* **Your assignment**
Nothing in the records may be changed; retype them in full.

Start of Block

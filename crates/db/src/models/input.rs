//! Submission entity model and DTOs.

use mathmotion_core::types::{DbId, Timestamp};
use serde::{Deserialize, Serialize};
use sqlx::FromRow;

/// A row from the `inputs` table.
///
/// Serialized camelCase to match the wire contract the gallery and the
/// rendering pipeline already speak.
#[derive(Debug, Clone, FromRow, Serialize)]
#[serde(rename_all = "camelCase")]
pub struct InputRecord {
    pub id: DbId,
    /// The user-supplied topic.
    pub input: String,
    /// Path of the rendering script used for this submission.
    pub python_script: String,
    /// Optional 1-5 rating attached after the fact.
    pub rating: Option<i32>,
    pub feedback: String,
    pub created_at: Timestamp,
    pub updated_at: Timestamp,
}

/// DTO for inserting a submission.
#[derive(Debug, Clone)]
pub struct CreateInput {
    pub input: String,
    pub python_script: String,
}

/// DTO for attaching rating/feedback to an existing submission.
#[derive(Debug, Clone, Deserialize)]
#[serde(rename_all = "camelCase", deny_unknown_fields)]
pub struct UpdateFeedback {
    pub input_id: DbId,
    pub rating: Option<i32>,
    pub feedback: Option<String>,
}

End of Block

* **Result**
filename crates/db/src/models/input.rs
//! Submission entity model and DTOs.

use mathmotion_core::types::{DbId, Timestamp};
use serde::{Deserialize, Serialize};
use sqlx::FromRow;

/// A row from the `inputs` table.
///
/// Serialized camelCase to match the wire contract the gallery and the
/// rendering pipeline already speak.
#[derive(Debug, Clone, FromRow, Serialize)]
#[serde(rename_all = "camelCase")]
pub struct InputRecord {
    pub id: DbId,
    /// The user-supplied topic.
    pub input: String,
    /// Path of the rendering script used for this submission.
    pub python_script: String,
    /// Optional 1-5 rating attached after the fact.
    pub rating: Option<i32>,
    pub feedback: String,
    pub created_at: Timestamp,
    pub updated_at: Timestamp,
}

/// DTO for inserting a submission.
#[derive(Debug, Clone)]
pub struct CreateInput {
    pub input: String,
    pub python_script: String,
}

/// DTO for attaching rating/feedback to an existing submission.
#[derive(Debug, Clone, Deserialize)]
#[serde(rename_all = "camelCase", deny_unknown_fields)]
pub struct UpdateFeedback {
    pub input_id: DbId,
    pub rating: Option<i32>,
    pub feedback: Option<String>,
}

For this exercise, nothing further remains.